WHAT IS REQUIRED => Go through the lines below and tally each one holding "fresh". Write only the total.

BEGIN RECORD SET

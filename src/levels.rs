//! Level definitions and the per-level encounter loop.
//!
//! Each level is a fixed-size sequence of encounters described by a
//! config table; clearing the whole sequence advances the player's
//! stats. Nothing in the battle engine branches on the level number, so
//! new levels are new table rows.

use crate::combat::{run_battle, BattleOutcome, Enemy};
use crate::constants::{
    FLEE_PENALTY_MAX, FLEE_PENALTY_MIN, VICTORY_HEAL_MAX, VICTORY_HEAL_MIN,
};
use crate::dice::Dice;
use crate::frontend::Frontend;
use crate::player::Player;

/// Per-level tuning.
#[derive(Debug, Clone, Copy)]
pub struct LevelSpec {
    pub species: &'static str,
    pub enemy_count: usize,
    /// Inclusive HP range for spawned enemies.
    pub enemy_hp: (u32, u32),
    /// Inclusive attack range for spawned enemies.
    pub enemy_attack: (u32, u32),
    /// Chance (in percent) of finding a potion after a win.
    pub potion_find_percent: u32,
    /// Stat growth granted when the level is cleared.
    pub clear_max_hp_bonus: u32,
    pub clear_attack_bonus: u32,
}

pub const LEVELS: [LevelSpec; 2] = [
    LevelSpec {
        species: "Goblin",
        enemy_count: 3,
        enemy_hp: (10, 20),
        enemy_attack: (3, 6),
        potion_find_percent: 40,
        clear_max_hp_bonus: 5,
        clear_attack_bonus: 1,
    },
    LevelSpec {
        species: "Orc",
        enemy_count: 4,
        enemy_hp: (18, 32),
        enemy_attack: (5, 9),
        potion_find_percent: 25,
        clear_max_hp_bonus: 8,
        clear_attack_bonus: 2,
    },
];

/// Looks up a level's table row. Level numbers are 1-indexed; anything
/// past the table clamps to the last row.
pub fn level_spec(number: u32) -> &'static LevelSpec {
    let index = (number.saturating_sub(1) as usize).min(LEVELS.len() - 1);
    &LEVELS[index]
}

/// Rolls a fresh enemy for the given level and its position within the
/// level's sequence (0-based; the display ordinal is 1-based).
pub fn spawn_enemy(number: u32, index: usize, dice: &mut impl Dice) -> Enemy {
    let spec = level_spec(number);
    let (hp_low, hp_high) = spec.enemy_hp;
    let (attack_low, attack_high) = spec.enemy_attack;
    Enemy::new(
        format!("{} #{}", spec.species, index + 1),
        dice.roll(hp_low, hp_high),
        dice.roll(attack_low, attack_high),
    )
}

/// Terminal result of one level.
#[derive(Debug, Clone, Copy, PartialEq, Eq)]
pub enum LevelResult {
    /// Every enemy in the sequence went down.
    Cleared,
    /// The player retreated after a flee; a voluntary exit, distinct
    /// from death.
    Abandoned,
    PlayerDied,
}

/// Narration events emitted between battles.
#[derive(Debug, Clone, Copy, PartialEq, Eq)]
pub enum LevelEvent {
    FleePenalty { damage: u32 },
    PotionFound,
    VictoryHeal { healed: u32 },
    LevelCleared { number: u32, new_level: u32, max_hp: u32, attack: u32 },
}

/// Runs one level's fixed enemy sequence to a terminal result.
pub fn run_level(
    player: &mut Player,
    number: u32,
    frontend: &mut impl Frontend,
    dice: &mut impl Dice,
) -> LevelResult {
    let spec = level_spec(number);
    frontend.level_started(number);

    for index in 0..spec.enemy_count {
        let enemy = spawn_enemy(number, index, dice);
        frontend.battle_started(player, &enemy);

        match run_battle(player, enemy, frontend, dice) {
            BattleOutcome::Lost => return LevelResult::PlayerDied,
            BattleOutcome::Fled => {
                let damage = dice.roll(FLEE_PENALTY_MIN, FLEE_PENALTY_MAX);
                player.take_damage(damage);
                frontend.level_event(&LevelEvent::FleePenalty { damage });
                if !frontend.continue_level_after_flee(player, number) {
                    return LevelResult::Abandoned;
                }
                // The fled enemy is gone for good; the next index spawns
                // fresh.
            }
            BattleOutcome::Won => {
                let healed = player.heal(dice.roll(VICTORY_HEAL_MIN, VICTORY_HEAL_MAX));
                if dice.percent() <= spec.potion_find_percent {
                    player.potions += 1;
                    frontend.level_event(&LevelEvent::PotionFound);
                }
                frontend.level_event(&LevelEvent::VictoryHeal { healed });
            }
        }

        // Only the flee penalty can leave the player at zero here; a
        // lost battle already returned above.
        if !player.is_alive() {
            return LevelResult::PlayerDied;
        }
    }

    player.level += 1;
    player.max_hp += spec.clear_max_hp_bonus;
    player.attack += spec.clear_attack_bonus;
    player.hp = player.max_hp;
    frontend.level_event(&LevelEvent::LevelCleared {
        number,
        new_level: player.level,
        max_hp: player.max_hp,
        attack: player.attack,
    });
    LevelResult::Cleared
}
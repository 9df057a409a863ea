//! Moderator report synthesis.
//!
//! Two mutually exclusive modes per session: parse the backend's free-text
//! report, or fall back to a canned local analysis keyed by experiment type.

pub mod local;
pub mod parse;
pub mod synth;

pub use local::local_report;
pub use parse::{parse_raw_report, report_from_raw, RawSections};
pub use synth::{synthesize, ReportSource};
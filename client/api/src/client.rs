use anyhow::{Context, Result};
use async_trait::async_trait;
use reqwest::{Client, StatusCode};
use tracing::debug;

use simdash_core::traits::{ExperimentGateway, TemplateStore};
use simdash_core::types::{
    DayConversations, ExperimentRecord, ExperimentStatus, HealthSnapshot, Template,
};

use crate::types::{
    DeleteResponse, ResultResponse, RunExperimentRequest, RunExperimentResponse, StatusResponse,
    TemplateSummary,
};

/// REST client for the simulation backend gateway.
pub struct ApiClient {
    client: Client,
    base_url: String,
}

impl ApiClient {
    pub fn new(base_url: impl Into<String>) -> Self {
        Self {
            client: Client::new(),
            base_url: base_url.into().trim_end_matches('/').to_string(),
        }
    }

    pub fn base_url(&self) -> &str {
        &self.base_url
    }

    fn url(&self, path: &str) -> String {
        format!("{}{}", self.base_url, path)
    }

    /// `GET /health`. Transport failures bubble up; callers treat them as
    /// "backend unreachable", not as fatal errors.
    pub async fn check_health(&self) -> Result<HealthSnapshot> {
        let response = self
            .client
            .get(self.url("/health"))
            .send()
            .await
            .context("health request failed")?;

        let status = response.status();
        if !status.is_success() {
            anyhow::bail!("health endpoint returned {}", status);
        }

        response.json().await.context("failed to parse health response")
    }

    /// `GET /templates`.
    pub async fn templates(&self) -> Result<Vec<TemplateSummary>> {
        let response = self
            .client
            .get(self.url("/templates"))
            .send()
            .await
            .context("template listing request failed")?;
        Self::parse_ok(response, "template listing").await
    }

    /// `GET /templates/{id}`.
    pub async fn template(&self, template_id: &str) -> Result<Template> {
        let response = self
            .client
            .get(self.url(&format!("/templates/{}", template_id)))
            .send()
            .await
            .context("template request failed")?;
        Self::parse_ok(response, "template").await
    }

    /// `GET /experiments`.
    pub async fn experiments(&self) -> Result<Vec<ExperimentRecord>> {
        let response = self
            .client
            .get(self.url("/experiments"))
            .send()
            .await
            .context("experiment listing request failed")?;
        Self::parse_ok(response, "experiment listing").await
    }

    /// `GET /experiments/{id}`.
    pub async fn experiment(&self, experiment_id: &str) -> Result<ExperimentRecord> {
        let response = self
            .client
            .get(self.url(&format!("/experiments/{}", experiment_id)))
            .send()
            .await
            .context("experiment request failed")?;
        Self::parse_ok(response, "experiment").await
    }

    /// `POST /run_experiment`. The backend queues the run and reports back an
    /// experiment id to poll.
    pub async fn run_experiment(&self, request: &RunExperimentRequest) -> Result<RunExperimentResponse> {
        debug!(template_id = %request.template_id, "Submitting experiment run");
        let response = self
            .client
            .post(self.url("/run_experiment"))
            .json(request)
            .send()
            .await
            .context("run_experiment request failed")?;
        Self::parse_ok(response, "run_experiment").await
    }

    /// `DELETE /experiments/{id}`. The backend refuses to delete running
    /// experiments; that refusal surfaces as an error here.
    pub async fn delete_experiment(&self, experiment_id: &str) -> Result<()> {
        let response = self
            .client
            .delete(self.url(&format!("/experiments/{}", experiment_id)))
            .send()
            .await
            .context("delete request failed")?;
        let _ack: DeleteResponse = Self::parse_ok(response, "delete").await?;
        Ok(())
    }

    async fn parse_ok<T: serde::de::DeserializeOwned>(
        response: reqwest::Response,
        what: &str,
    ) -> Result<T> {
        let status = response.status();
        if !status.is_success() {
            let body = response.text().await.unwrap_or_default();
            anyhow::bail!("backend returned {} for {}: {}", status, what, body);
        }
        response
            .json()
            .await
            .with_context(|| format!("failed to parse {} response", what))
    }
}

#[async_trait]
impl ExperimentGateway for ApiClient {
    async fn experiment_status(&self, experiment_id: &str) -> Result<ExperimentStatus> {
        let response = self
            .client
            .get(self.url(&format!("/experiments/{}/status", experiment_id)))
            .send()
            .await
            .context("status request failed")?;
        let parsed: StatusResponse = Self::parse_ok(response, "status").await?;
        Ok(parsed.status)
    }

    async fn conversations(&self, experiment_id: &str) -> Result<Vec<DayConversations>> {
        let response = self
            .client
            .get(self.url(&format!("/experiments/{}/conversations", experiment_id)))
            .send()
            .await
            .context("conversations request failed")?;
        Self::parse_ok(response, "conversations").await
    }

    async fn result(&self, experiment_id: &str) -> Result<Option<String>> {
        let response = self
            .client
            .get(self.url(&format!("/experiments/{}/result", experiment_id)))
            .send()
            .await
            .context("result request failed")?;

        // The backend 404s until the experiment completes; that is the
        // normal "no report yet" signal, not a failure.
        if response.status() == StatusCode::NOT_FOUND {
            return Ok(None);
        }
        let parsed: ResultResponse = Self::parse_ok(response, "result").await?;
        Ok(parsed.raw_report.filter(|r| !r.trim().is_empty()))
    }
}

#[async_trait]
impl TemplateStore for ApiClient {
    async fn create_template(&self, template: &Template) -> Result<()> {
        debug!(template_id = %template.template_id, "Creating template");
        let response = self
            .client
            .post(self.url("/templates"))
            .json(template)
            .send()
            .await
            .context("template create request failed")?;

        let status = response.status();
        if !status.is_success() {
            let body = response.text().await.unwrap_or_default();
            anyhow::bail!("backend returned {} for template create: {}", status, body);
        }
        Ok(())
    }
}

END RECORD SET

SOLVED EXERCISE => 2